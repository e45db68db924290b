//! Editor configuration.
//!
//! Built with chained `with_*` setters or parsed from JSON; every field has
//! a default, so a partial document is enough.

use serde::{Deserialize, Serialize};

use crate::codec::TransformKind;
use crate::history::DEFAULT_CAPACITY;

pub const DEFAULT_PROJECT_NAME: &str = "Untitled Project";
pub const DEFAULT_KEY_PREFIX: &str = "project_";
pub const DEFAULT_PREFERENCES_KEY: &str = "editor-storage";
pub const DEFAULT_RETENTION_LIMIT: usize = 5;

#[derive(Debug, Clone, PartialEq, Eq, Serialize, Deserialize)]
#[serde(default)]
pub struct EditorConfig {
    /// Snapshots kept by the history ledger.
    pub history_capacity: usize,
    /// Projects kept in the store.
    pub retention_limit: usize,
    /// Autosave state when no preferences have been stored yet.
    pub autosave: bool,
    /// Custom element metadata kept in snapshots.
    pub metadata_fields: Vec<String>,
    pub key_prefix: String,
    pub preferences_key: String,
    pub default_project_name: String,
    pub transform: TransformKind,
}

impl Default for EditorConfig {
    fn default() -> Self {
        EditorConfig {
            history_capacity: DEFAULT_CAPACITY,
            retention_limit: DEFAULT_RETENTION_LIMIT,
            autosave: true,
            metadata_fields: Vec::new(),
            key_prefix: DEFAULT_KEY_PREFIX.to_string(),
            preferences_key: DEFAULT_PREFERENCES_KEY.to_string(),
            default_project_name: DEFAULT_PROJECT_NAME.to_string(),
            transform: TransformKind::default(),
        }
    }
}

impl EditorConfig {
    pub fn from_json(json: &str) -> Result<Self, serde_json::Error> {
        serde_json::from_str(json)
    }

    pub fn with_history_capacity(mut self, capacity: usize) -> Self {
        self.history_capacity = capacity;
        self
    }

    pub fn with_retention_limit(mut self, limit: usize) -> Self {
        self.retention_limit = limit;
        self
    }

    pub fn with_autosave(mut self, enabled: bool) -> Self {
        self.autosave = enabled;
        self
    }

    pub fn with_metadata_fields<I, S>(mut self, fields: I) -> Self
    where
        I: IntoIterator<Item = S>,
        S: Into<String>,
    {
        self.metadata_fields = fields.into_iter().map(Into::into).collect();
        self
    }

    pub fn with_key_prefix(mut self, prefix: impl Into<String>) -> Self {
        self.key_prefix = prefix.into();
        self
    }

    pub fn with_preferences_key(mut self, key: impl Into<String>) -> Self {
        self.preferences_key = key.into();
        self
    }

    pub fn with_default_project_name(mut self, name: impl Into<String>) -> Self {
        self.default_project_name = name.into();
        self
    }

    pub fn with_transform(mut self, transform: TransformKind) -> Self {
        self.transform = transform;
        self
    }
}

Task to carry out — Every line that contains the string "usize" should be returned from the data.

Answer section —
pub const DEFAULT_RETENTION_LIMIT: usize = 5;
    pub history_capacity: usize,
    pub retention_limit: usize,
    pub fn with_history_capacity(mut self, capacity: usize) -> Self {
    pub fn with_retention_limit(mut self, limit: usize) -> Self {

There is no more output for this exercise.